Frontiere reiterated to the six or so reporters around her that the Rams could not have won it all this year if they hadn't moved to St. Louis. But she denied, then retracted the denial, that it had to do with money.
"It has nothing to do with the revenue," Frontiere said, then quickly righted herself. "Well, of course it does, because you can afford to pay players more. But it's the ability of fans to come to the stadium on a Sunday or a Monday or whenever the game is. It's the ability for them to leave home, leave their television when they could easily stay and watch it. They come personally and root for us. That's the 12th man on the team. Years ago, when we had the Colts, it was the same thing -- the Colts fans were the best thing in the world, in Baltimore, I mean; they were incredible," Georgia enthused, harking back to the days when Rosenbloom owned the Colts before he swapped them for the LA Rams. "Never had that in Los Angeles."
What Frontiere also didn't have in Los Angeles was a goodly share of parking revenues, advertising-signage revenues, a top-of-the-line training facility and a bargain-basement fee for the use of a new domed stadium. The sale of permanent seat licenses (PSLs) to fans brought in $74 million, which was divvied up with $26 million to pay the Rams' debt to the city of Anaheim, $13 million to pay for relocation costs, $10 million to pay part of the relocation fee to the NFL and the rest going to settle ancillary costs and cover legal fees. That $74 million was given up by pigskin-crazed fans and doesn't include the $720 million taxpayers will pay over the next 30 years to pay off the Dome's mortgage. Bringing up all these nagging details, though, seems a bit much in the midst of the Rams-induced euphoria. But beneath the surface of the frenzied stupor that is the Super Bowl, some harsh realities brew.
Al Davis, role model
After the game Sunday night, back at the media bunker at the downtown headquarters hotel, the Hyatt Regency, Frank Cooney of the Pro Sports Xchange was sticking up for Georgia -- the woman, not the state. Owners should be allowed to do what they want, he said, including moving their teams when they want to.

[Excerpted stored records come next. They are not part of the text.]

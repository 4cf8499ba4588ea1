//! UI-agnostic application state types
//!
//! Data structures shared by every front end that don't depend on any
//! specific UI framework.

use chrono::{DateTime, Local};
use serde::{Deserialize, Serialize};
use uuid::Uuid;

use crate::intent::{Response, ResponseKind};

/// A message in the support conversation
#[derive(Debug, Clone, Serialize, Deserialize)]
pub struct ChatMessage {
    pub id: Uuid,
    pub text: String,
    pub originator: Originator,
    pub timestamp: DateTime<Local>,
    /// Always informational for user messages
    #[serde(default)]
    pub kind: ResponseKind,
}

/// Who sent a chat message
#[derive(Debug, Clone, Copy, PartialEq, Eq, Serialize, Deserialize)]
#[serde(rename_all = "snake_case")]
pub enum Originator {
    User,
    Assistant,
}

impl ChatMessage {
    pub fn user(text: &str) -> Self {
        Self {
            id: Uuid::new_v4(),
            text: text.to_string(),
            originator: Originator::User,
            timestamp: Local::now(),
            kind: ResponseKind::Informational,
        }
    }

    pub fn assistant(response: Response) -> Self {
        Self {
            id: Uuid::new_v4(),
            text: response.text,
            originator: Originator::Assistant,
            timestamp: Local::now(),
            kind: response.kind,
        }
    }

    pub fn is_user(&self) -> bool {
        self.originator == Originator::User
    }

    /// Clock time shown next to the bubble, e.g. `14:05`
    pub fn time_label(&self) -> String {
        self.timestamp.format("%H:%M").to_string()
    }
}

Cooney, whose business provides information to sports Web sites, was about to go to an invitation-only postgame party when he defended Frontiere's happy feet when it came to finding a home. Cooney pointed to someone else, other than "that man upstairs," as someone who helped pave the way for both Frontiere and Tennessee Titans owner Bud Adams, two owners who moved their teams to new markets and then ended up in the Super Bowl. For these two, Cooney's role model is Al "Just Win, Baby" Davis, owner of the Oakland-then-Los Angeles-then-Oakland-again Raiders.
"Al Davis actually created free agency for owners so they can take advantage of this ability to move, which is a constitutional right, which can't be dictated by the NFL and shouldn't be," said Cooney, whose business is based in San Francisco. "The irony is that all these people who were negative against Davis and continue to be, including other owners, have benefited financially and competitively. These two teams are an example of that."
Although NFL commissioner Tagliabue spent much of Super Bowl week downplaying the importance of the peripatetic histories of Bud and Georgia and claiming the league had taken corrective measures to ensure that other teams won't move or blackmail cities for new stadiums, Cooney wasn't buying it: "More teams will either move or get new stadiums based on this, going all the way back to Al Davis winning his case."